It could be seen in the last chapter that conditional move and select instructions are very attractive extensions to existing instruction sets: The additional hardware costs are quite moderate, adaptations of existing compilers are relatively simple and the resulting assembler code shows fewer conditional branches and better performance in many cases. However, the following facts have to be considered for the current evaluation:

- The SPARC V8 instruction set offers several possibilities to be extended, because there is an amount of unused opcodes available. Other targets might not provide such a flexibility for instruction set extensions.
- LLVM natively supports a conditional select instruction. Thus, the code generating process for the LLVM IR language favors the use of the select instruction.
- The performance of the instruction set extensions depends on the quality of generated assembler code. Consequently, improving the code generating passes presented in Chapter 5 might also make other instruction set extensions like predicated blocks more feasible.

Thus, the specific results of the evaluation are only valid for the presented approach using LLVM and the SPARC V8 instruction set. However, in many previous proposals for additional instructions of existing processors (e.g., [TG06, GTS07]), the presented code examples and benchmark algorithms have been implemented manually, resulting in a better performance than the original solution. In the current thesis, all evaluations were based on automatically generated assembler codes. Thus, the presented approach is a proof of concept that even a compiler which has not been designed to generate predictable assembler code is able to correctly and efficiently translate single-path algorithms if the underlying instruction set provides corresponding instructions.

#### 7.2 Suggestions for Further Research

The current evaluation is based on the measured results of a SPARC V8 instruction set simulator.
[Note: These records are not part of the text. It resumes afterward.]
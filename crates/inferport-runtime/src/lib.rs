pub mod pipeline;
pub mod session;

pub use pipeline::*;
pub use session::*;
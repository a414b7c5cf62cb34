//! Named bindings between graph endpoints and caller-owned buffers.

use std::collections::HashSet;

use crate::{
    BindingPointInfo, Element, Error, IOName, NetworkId, Result, Runtime, TensorDescriptor,
};

/// Read-only view of a caller buffer feeding a graph input.
#[derive(Debug)]
pub struct InputBinding<'a> {
    name: IOName,
    desc: TensorDescriptor,
    data: &'a [u8],
}

impl<'a> InputBinding<'a> {
    /// Fails unless `data` holds exactly `desc.num_elements()` values of `desc.dtype`.
    pub fn new<T: Element>(
        name: impl Into<IOName>,
        desc: &TensorDescriptor,
        data: &'a [T],
    ) -> Result<Self> {
        let name = name.into();
        check_buffer::<T>(&name, desc, data.len())?;
        Ok(Self {
            name,
            desc: desc.clone().constant(true),
            data: bytemuck::cast_slice(data),
        })
    }

    pub fn name(&self) -> &IOName {
        &self.name
    }

    pub fn desc(&self) -> &TensorDescriptor {
        &self.desc
    }

    pub fn bytes(&self) -> &[u8] {
        self.data
    }
}

/// Writable caller buffer receiving a graph output in full.
#[derive(Debug)]
pub struct OutputBinding<'a> {
    name: IOName,
    desc: TensorDescriptor,
    data: &'a mut [u8],
}

impl<'a> OutputBinding<'a> {
    /// Fails unless `data` can hold the whole result described by `desc`.
    pub fn new<T: Element>(
        name: impl Into<IOName>,
        desc: &TensorDescriptor,
        data: &'a mut [T],
    ) -> Result<Self> {
        let name = name.into();
        check_buffer::<T>(&name, desc, data.len())?;
        Ok(Self {
            name,
            desc: desc.clone().constant(false),
            data: bytemuck::cast_slice_mut(data),
        })
    }

    pub fn name(&self) -> &IOName {
        &self.name
    }

    pub fn desc(&self) -> &TensorDescriptor {
        &self.desc
    }

    pub fn bytes_mut(&mut self) -> &mut [u8] {
        &mut *self.data
    }
}

fn check_buffer<T: Element>(name: &IOName, desc: &TensorDescriptor, len: usize) -> Result<()> {
    if desc.dtype != T::DTYPE {
        return Err(Error::DTypeMismatch {
            name: name.0.clone(),
            expected: desc.dtype,
            got: T::DTYPE,
        });
    }
    if len != desc.num_elements() {
        return Err(Error::SizeMismatch {
            name: name.0.clone(),
            expected: desc.num_elements(),
            got: len,
        });
    }
    Ok(())
}

/// Asks the loaded network for the authoritative descriptor of each endpoint.
///
/// These can differ from the build-time declarations, so buffers must be
/// sized from the returned descriptors.
pub fn resolve_bindings<R: Runtime + ?Sized>(
    runtime: &R,
    network: NetworkId,
    names: &[IOName],
) -> Result<Vec<BindingPointInfo>> {
    names
        .iter()
        .map(|name| {
            let info = runtime.endpoint_info(network, name.as_str())?;
            if info.desc.num_elements() == 0 {
                return Err(Error::constraint(format!(
                    "endpoint '{name}' resolved to empty shape {}",
                    info.desc.shape
                )));
            }
            Ok(info)
        })
        .collect()
}

/// Checks that every expected endpoint is bound exactly once, with a
/// descriptor matching the resolved one, and that nothing unknown is bound.
pub fn check_bindings<'b>(
    expected: &[BindingPointInfo],
    bound: impl IntoIterator<Item = (&'b IOName, &'b TensorDescriptor)>,
) -> Result<()> {
    let mut seen = HashSet::new();
    for (name, desc) in bound {
        let info = expected
            .iter()
            .find(|info| &info.name == name)
            .ok_or_else(|| Error::not_found("endpoint", name.as_str()))?;
        if !seen.insert(name.as_str()) {
            return Err(Error::constraint(format!(
                "endpoint '{name}' is bound more than once"
            )));
        }
        if desc.dtype != info.desc.dtype {
            return Err(Error::DTypeMismatch {
                name: name.0.clone(),
                expected: info.desc.dtype,
                got: desc.dtype,
            });
        }
        if desc.num_elements() != info.desc.num_elements() {
            return Err(Error::SizeMismatch {
                name: name.0.clone(),
                expected: info.desc.num_elements(),
                got: desc.num_elements(),
            });
        }
        if !desc.is_compatible_with(&info.desc) {
            return Err(Error::constraint(format!(
                "endpoint '{name}' is bound as {} but resolves to {}",
                desc.shape, info.desc.shape
            )));
        }
    }
    if let Some(missing) = expected.iter().find(|info| !seen.contains(info.name.as_str())) {
        return Err(Error::constraint(format!(
            "{} '{}' has no binding",
            missing.kind.as_str(),
            missing.name
        )));
    }
    Ok(())
}

#[cfg(test)]
mod tests {
    use rstest::rstest;

    use super::*;
    use crate::{DType, EndpointKind};

    fn info(name: &str, dims: &[usize]) -> BindingPointInfo {
        BindingPointInfo {
            name: IOName::from(name),
            kind: EndpointKind::Input,
            desc: TensorDescriptor::new(dims, DType::F32),
        }
    }

    #[rstest]
    #[case(0)]
    #[case(3)]
    #[case(5)]
    fn wrong_length_is_a_size_mismatch(#[case] len: usize) {
        let desc = TensorDescriptor::new([1, 4], DType::F32);
        let data = vec![0.0f32; len];
        let err = InputBinding::new("x", &desc, &data).unwrap_err();
        assert!(
            matches!(err, Error::SizeMismatch { expected: 4, got, .. } if got == len),
            "{err}"
        );

        let mut out = vec![0.0f32; len];
        assert!(matches!(
            OutputBinding::new("y", &desc, &mut out),
            Err(Error::SizeMismatch { .. })
        ));
    }

    #[test]
    fn wrong_element_type_is_rejected() {
        let desc = TensorDescriptor::new([2], DType::F32);
        let err = InputBinding::new("x", &desc, &[1u8, 2]).unwrap_err();
        assert!(matches!(err, Error::DTypeMismatch { .. }));
    }

    #[test]
    fn input_views_are_constant() {
        let desc = TensorDescriptor::new([2], DType::F32);
        let data = [1.0f32, 2.0];
        let binding = InputBinding::new("x", &desc, &data).unwrap();
        assert!(binding.desc().is_constant);
        assert_eq!(binding.bytes().len(), 8);
    }

    #[test]
    fn check_bindings_requires_every_endpoint() {
        let expected = vec![info("a", &[2]), info("b", &[3])];
        let a = TensorDescriptor::new([2], DType::F32);
        let err = check_bindings(&expected, [(&expected[0].name, &a)]).unwrap_err();
        assert!(err.to_string().contains("'b' has no binding"), "{err}");
    }

    #[test]
    fn check_bindings_rejects_unknown_and_duplicate_names() {
        let expected = vec![info("a", &[2])];
        let a = TensorDescriptor::new([2], DType::F32);
        let stray = IOName::from("zzz");
        assert!(matches!(
            check_bindings(&expected, [(&stray, &a)]),
            Err(Error::NotFound { .. })
        ));
        let name = IOName::from("a");
        assert!(matches!(
            check_bindings(&expected, [(&name, &a), (&name, &a)]),
            Err(Error::Constraint(_))
        ));
    }

    #[test]
    fn check_bindings_compares_against_resolved_shape() {
        let expected = vec![info("a", &[2, 2])];
        let flat = TensorDescriptor::new([4], DType::F32);
        let err = check_bindings(&expected, [(&expected[0].name, &flat)]).unwrap_err();
        assert!(matches!(err, Error::Constraint(_)));
    }
}
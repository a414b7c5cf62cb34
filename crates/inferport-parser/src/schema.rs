//! Serde shape of the JSON model description.
//!
//! ```json
//! { "nodes": [
//!     { "op": "input", "name": "x", "shape": [1, 4] },
//!     { "op": "constant", "name": "w", "shape": [4, 2], "values": [...] },
//!     { "op": "fully_connected", "name": "fc", "inputs": ["x", "w"], "shape": [1, 2] },
//!     { "op": "output", "name": "y", "inputs": ["fc:0"] }
//! ] }
//! ```

use inferport_core::{DType, QuantizationInfo};
use serde::Deserialize;

#[derive(Debug, Deserialize)]
pub(crate) struct ModelDoc {
    pub nodes: Vec<NodeDoc>,
}

#[derive(Debug, Deserialize)]
pub(crate) struct NodeDoc {
    pub name: String,
    #[serde(flatten)]
    pub op: OpDoc,
    /// Producers, as `node` or `node:slot`.
    #[serde(default)]
    pub inputs: Vec<String>,
    #[serde(default)]
    pub shape: Option<Vec<usize>>,
    #[serde(default = "default_dtype")]
    pub dtype: DType,
    #[serde(default)]
    pub quantization: Option<QuantizationInfo>,
}

#[derive(Debug, Deserialize)]
#[serde(tag = "op", rename_all = "snake_case")]
pub(crate) enum OpDoc {
    Input,
    Output,
    Constant {
        values: Vec<f64>,
    },
    FullyConnected {
        #[serde(default)]
        transpose_weights: bool,
        #[serde(default)]
        bias_enabled: bool,
    },
    Addition,
    Multiplication,
    Relu,
    BoundedRelu {
        upper: f32,
        #[serde(default)]
        lower: f32,
    },
    Sigmoid,
    Tanh,
    Linear {
        a: f32,
        #[serde(default)]
        b: f32,
    },
    Softmax {
        #[serde(default = "default_beta")]
        beta: f32,
    },
    /// Target shape is the node's own `shape`.
    Reshape,
}

fn default_dtype() -> DType {
    DType::F32
}

fn default_beta() -> f32 {
    1.0
}
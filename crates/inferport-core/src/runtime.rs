use crate::{
    optimize, BackendPreference, BindingPointInfo, DeviceSpec, Graph, InputBinding,
    OptimizedNetwork, OutputBinding, Result,
};

/// Handle to a network resident in a [`Runtime`].
#[derive(Clone, Copy, Debug, PartialEq, Eq, Hash, PartialOrd, Ord)]
pub struct NetworkId(pub u32);

/// The execution side of the pipeline: owns loaded networks and runs them.
pub trait Runtime {
    /// Backends reachable on this machine.
    fn device_spec(&self) -> DeviceSpec;

    /// Installs an optimized network. Fails with [`crate::Error::Load`] when
    /// the runtime cannot host it.
    fn load(&mut self, network: OptimizedNetwork) -> Result<NetworkId>;

    /// Authoritative descriptor of a named input or output of a loaded network.
    fn endpoint_info(&self, network: NetworkId, name: &str) -> Result<BindingPointInfo>;

    /// One blocking run. On success every output buffer holds its full result.
    fn execute(
        &mut self,
        network: NetworkId,
        inputs: &[InputBinding<'_>],
        outputs: &mut [OutputBinding<'_>],
    ) -> Result<()>;

    fn unload(&mut self, network: NetworkId) -> Result<()>;
}

/// Optimizes `graph` against the runtime's device and loads the result.
pub fn optimize_and_load<R: Runtime + ?Sized>(
    runtime: &mut R,
    graph: &Graph,
    preference: &BackendPreference,
) -> Result<NetworkId> {
    let optimized = optimize(graph, preference, &runtime.device_spec())?;
    runtime.load(optimized)
}

/// Lets a pipeline borrow a runtime that outlives it.
impl<R: Runtime + ?Sized> Runtime for &mut R {
    fn device_spec(&self) -> DeviceSpec {
        (**self).device_spec()
    }

    fn load(&mut self, network: OptimizedNetwork) -> Result<NetworkId> {
        (**self).load(network)
    }

    fn endpoint_info(&self, network: NetworkId, name: &str) -> Result<BindingPointInfo> {
        (**self).endpoint_info(network, name)
    }

    fn execute(
        &mut self,
        network: NetworkId,
        inputs: &[InputBinding<'_>],
        outputs: &mut [OutputBinding<'_>],
    ) -> Result<()> {
        (**self).execute(network, inputs, outputs)
    }

    fn unload(&mut self, network: NetworkId) -> Result<()> {
        (**self).unload(network)
    }
}
pub mod artifact;
pub mod backend;
pub mod binding;
pub mod error;
pub mod graph;
pub mod optimizer;
pub mod runtime;
pub mod spec;
pub mod tensor;

pub use artifact::*;
pub use backend::*;
pub use binding::*;
pub use error::*;
pub use graph::*;
pub use optimizer::*;
pub use runtime::*;
pub use spec::*;
pub use tensor::*;
use inferport_core::{
    broadcast_shapes, fc_input_dims, ActivationFunction, Backend, BackendCapabilities, BackendId,
    Error, LayerKind, Result, Shape, TensorDescriptor, TensorRef,
};
use tracing::trace;

/// Host-memory backend that runs every compute layer kind.
///
/// It is the fallback of last resort: any validated graph can be placed on it.
pub struct RefBackend;

impl RefBackend {
    pub fn new() -> Self {
        Self
    }
}

impl Default for RefBackend {
    fn default() -> Self {
        Self::new()
    }
}

impl Backend for RefBackend {
    fn id(&self) -> BackendId {
        BackendId::CPU_REF
    }

    fn capabilities(&self) -> BackendCapabilities {
        BackendCapabilities::HOST
    }

    fn check_support(
        &self,
        layer: &LayerKind,
        _inputs: &[&TensorDescriptor],
        _output: &TensorDescriptor,
    ) -> std::result::Result<(), String> {
        if layer.is_compute() {
            Ok(())
        } else {
            Err(format!("{} is not a compute layer", layer.name()))
        }
    }

    fn execute(
        &self,
        layer: &LayerKind,
        inputs: &[TensorRef<'_>],
        output: &mut [f32],
        output_desc: &TensorDescriptor,
    ) -> Result<()> {
        if inputs.len() != layer.num_inputs() {
            return Err(Error::Execution(format!(
                "{} expects {} inputs, got {}",
                layer.name(),
                layer.num_inputs(),
                inputs.len()
            )));
        }
        if output.len() != output_desc.num_elements() {
            return Err(Error::Execution(format!(
                "{} output buffer holds {} values, shape {} needs {}",
                layer.name(),
                output.len(),
                output_desc.shape,
                output_desc.num_elements()
            )));
        }
        trace!(layer = layer.name(), out = %output_desc.shape, "ref kernel");

        match layer {
            LayerKind::FullyConnected {
                transpose_weights,
                bias_enabled,
            } => {
                let bias = if *bias_enabled {
                    Some(inputs[2].data)
                } else {
                    None
                };
                fully_connected(inputs[0], inputs[1], bias, *transpose_weights, output)
            }
            LayerKind::Addition => {
                elementwise(inputs[0], inputs[1], output_desc, output, |a, b| a + b)
            }
            LayerKind::Multiplication => {
                elementwise(inputs[0], inputs[1], output_desc, output, |a, b| a * b)
            }
            LayerKind::Activation(f) => {
                for (dst, &x) in output.iter_mut().zip(inputs[0].data) {
                    *dst = activate(*f, x);
                }
                Ok(())
            }
            LayerKind::Softmax { beta } => softmax(inputs[0], *beta, output),
            LayerKind::Reshape { .. } => {
                if inputs[0].data.len() != output.len() {
                    return Err(Error::Execution(format!(
                        "cannot reshape {} into {}",
                        inputs[0].desc.shape, output_desc.shape
                    )));
                }
                output.copy_from_slice(inputs[0].data);
                Ok(())
            }
            LayerKind::Input | LayerKind::Output | LayerKind::Constant(_) => Err(Error::Execution(
                format!("{} is not a compute layer", layer.name()),
            )),
        }
    }
}

fn fully_connected(
    input: TensorRef<'_>,
    weights: TensorRef<'_>,
    bias: Option<&[f32]>,
    transpose: bool,
    output: &mut [f32],
) -> Result<()> {
    let (batch, k) = fc_input_dims(&input.desc.shape);
    let w = weights.desc.shape.dims();
    let [w0, w1] = w else {
        return Err(Error::Execution(format!(
            "FullyConnected weights must be rank 2, got {}",
            weights.desc.shape
        )));
    };
    let m = if transpose { *w0 } else { *w1 };
    if output.len() != batch * m || weights.data.len() != k * m {
        return Err(Error::Execution(format!(
            "FullyConnected operands {} x {} do not fit output of {} values",
            input.desc.shape,
            weights.desc.shape,
            output.len()
        )));
    }

    for n in 0..batch {
        let row = &input.data[n * k..(n + 1) * k];
        for j in 0..m {
            let mut acc = bias.map_or(0.0, |b| b[j]);
            for (i, x) in row.iter().enumerate() {
                let wij = if transpose {
                    weights.data[j * k + i]
                } else {
                    weights.data[i * m + j]
                };
                acc += x * wij;
            }
            output[n * m + j] = acc;
        }
    }
    Ok(())
}

fn elementwise(
    a: TensorRef<'_>,
    b: TensorRef<'_>,
    out_desc: &TensorDescriptor,
    output: &mut [f32],
    op: impl Fn(f32, f32) -> f32,
) -> Result<()> {
    let out_shape = broadcast_shapes(&a.desc.shape, &b.desc.shape)
        .filter(|s| s.numel() == out_desc.num_elements())
        .ok_or_else(|| {
            Error::Execution(format!(
                "cannot broadcast {} and {} into {}",
                a.desc.shape, b.desc.shape, out_desc.shape
            ))
        })?;

    if a.data.len() == output.len() && b.data.len() == output.len() {
        for ((dst, x), y) in output.iter_mut().zip(a.data).zip(b.data) {
            *dst = op(*x, *y);
        }
        return Ok(());
    }

    for (idx, dst) in output.iter_mut().enumerate() {
        let x = a.data[broadcast_source(idx, &out_shape, &a.desc.shape)];
        let y = b.data[broadcast_source(idx, &out_shape, &b.desc.shape)];
        *dst = op(x, y);
    }
    Ok(())
}

/// Maps a flat index of the broadcast result to the flat index of one operand.
fn broadcast_source(mut idx: usize, out: &Shape, src: &Shape) -> usize {
    let out_dims = out.dims();
    let src_dims = src.dims();
    let offset = out_dims.len() - src_dims.len();
    let mut src_idx = 0;
    let mut stride = 1;
    for axis in (0..out_dims.len()).rev() {
        let coord = idx % out_dims[axis];
        idx /= out_dims[axis];
        if axis >= offset {
            let dim = src_dims[axis - offset];
            if dim != 1 {
                src_idx += coord * stride;
            }
            stride *= dim;
        }
    }
    src_idx
}

fn activate(f: ActivationFunction, x: f32) -> f32 {
    match f {
        ActivationFunction::ReLu => x.max(0.0),
        ActivationFunction::BoundedReLu { upper, lower } => x.max(lower).min(upper),
        ActivationFunction::Sigmoid => 1.0 / (1.0 + (-x).exp()),
        ActivationFunction::TanH => x.tanh(),
        ActivationFunction::Linear { a, b } => a * x + b,
    }
}

fn softmax(input: TensorRef<'_>, beta: f32, output: &mut [f32]) -> Result<()> {
    let axis = *input
        .desc
        .shape
        .dims()
        .last()
        .ok_or_else(|| Error::Execution("softmax over a rank 0 tensor".to_string()))?;
    for (src, dst) in input.data.chunks(axis).zip(output.chunks_mut(axis)) {
        let max = src.iter().copied().fold(f32::NEG_INFINITY, f32::max);
        let mut sum = 0.0;
        for (d, &x) in dst.iter_mut().zip(src) {
            *d = ((x - max) * beta).exp();
            sum += *d;
        }
        for d in dst.iter_mut() {
            *d /= sum;
        }
    }
    Ok(())
}

#[cfg(test)]
mod tests {
    use inferport_core::DType;

    use super::*;

    fn t(dims: &[usize], data: &[f32]) -> (TensorDescriptor, Vec<f32>) {
        (TensorDescriptor::new(dims, DType::F32), data.to_vec())
    }

    fn run(layer: LayerKind, inputs: &[(TensorDescriptor, Vec<f32>)], out: &[usize]) -> Vec<f32> {
        let refs: Vec<TensorRef<'_>> = inputs
            .iter()
            .map(|(desc, data)| TensorRef { desc, data })
            .collect();
        let out_desc = TensorDescriptor::new(out, DType::F32);
        let mut output = vec![0.0; out_desc.num_elements()];
        RefBackend::new()
            .execute(&layer, &refs, &mut output, &out_desc)
            .unwrap();
        output
    }

    #[test]
    fn fully_connected_identity() {
        let fc = LayerKind::FullyConnected {
            transpose_weights: false,
            bias_enabled: false,
        };
        let out = run(fc, &[t(&[1, 1], &[3.0]), t(&[1, 1], &[1.0])], &[1, 1]);
        assert_eq!(out, vec![3.0]);
    }

    #[test]
    fn fully_connected_with_transposed_weights_and_bias() {
        let fc = LayerKind::FullyConnected {
            transpose_weights: true,
            bias_enabled: true,
        };
        // weights [M=2, K=3]
        let out = run(
            fc,
            &[
                t(&[1, 3], &[1.0, 2.0, 3.0]),
                t(&[2, 3], &[1.0, 0.0, 0.0, 0.0, 1.0, 1.0]),
                t(&[2], &[0.5, -1.0]),
            ],
            &[1, 2],
        );
        assert_eq!(out, vec![1.5, 4.0]);
    }

    #[test]
    fn addition_broadcasts_rows() {
        let out = run(
            LayerKind::Addition,
            &[t(&[2, 3], &[1.0, 2.0, 3.0, 4.0, 5.0, 6.0]), t(&[3], &[10.0, 20.0, 30.0])],
            &[2, 3],
        );
        assert_eq!(out, vec![11.0, 22.0, 33.0, 14.0, 25.0, 36.0]);
    }

    #[test]
    fn multiplication_broadcasts_columns() {
        let out = run(
            LayerKind::Multiplication,
            &[t(&[2, 2], &[1.0, 2.0, 3.0, 4.0]), t(&[2, 1], &[2.0, -1.0])],
            &[2, 2],
        );
        assert_eq!(out, vec![2.0, 4.0, -3.0, -4.0]);
    }

    #[test]
    fn activations() {
        let relu = run(
            LayerKind::Activation(ActivationFunction::ReLu),
            &[t(&[3], &[-1.0, 0.0, 2.0])],
            &[3],
        );
        assert_eq!(relu, vec![0.0, 0.0, 2.0]);

        let bounded = run(
            LayerKind::Activation(ActivationFunction::BoundedReLu {
                upper: 1.0,
                lower: -1.0,
            }),
            &[t(&[3], &[-5.0, 0.5, 5.0])],
            &[3],
        );
        assert_eq!(bounded, vec![-1.0, 0.5, 1.0]);
    }

    #[test]
    fn softmax_rows_sum_to_one() {
        let out = run(
            LayerKind::Softmax { beta: 1.0 },
            &[t(&[2, 3], &[1.0, 2.0, 3.0, 0.0, 0.0, 0.0])],
            &[2, 3],
        );
        for row in out.chunks(3) {
            let sum: f32 = row.iter().sum();
            assert!((sum - 1.0).abs() < 1e-6);
        }
        assert!(out[2] > out[1] && out[1] > out[0]);
        assert!((out[3] - 1.0 / 3.0).abs() < 1e-6);
    }

    #[test]
    fn non_compute_layers_are_rejected() {
        let desc = TensorDescriptor::new([1], DType::F32);
        assert!(RefBackend::new()
            .check_support(&LayerKind::Input, &[], &desc)
            .is_err());
    }
}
More realistic results can be obtained if the proposed instruction set extensions will really be implemented in hardware. Moreover, the presented code generating algorithms could be improved such that hardware loops may cover multiple basic blocks, nested loops can be translated and branch elimination is done more efficiently. All additional compiler passes use assembler code input and try to identify branches and loops. If additional information from high-level programming languages is used, code generation will become easier and perhaps more efficient.

Another interesting investigation could include the performance evaluation on targets which provide predicated and conditional move instructions. Small adaptations to the compiler could generate assembler output using conditional move instructions without any other predications and compare the execution times to assembler code without any restrictions. Possible processors could include ARM or the Intel Itanium.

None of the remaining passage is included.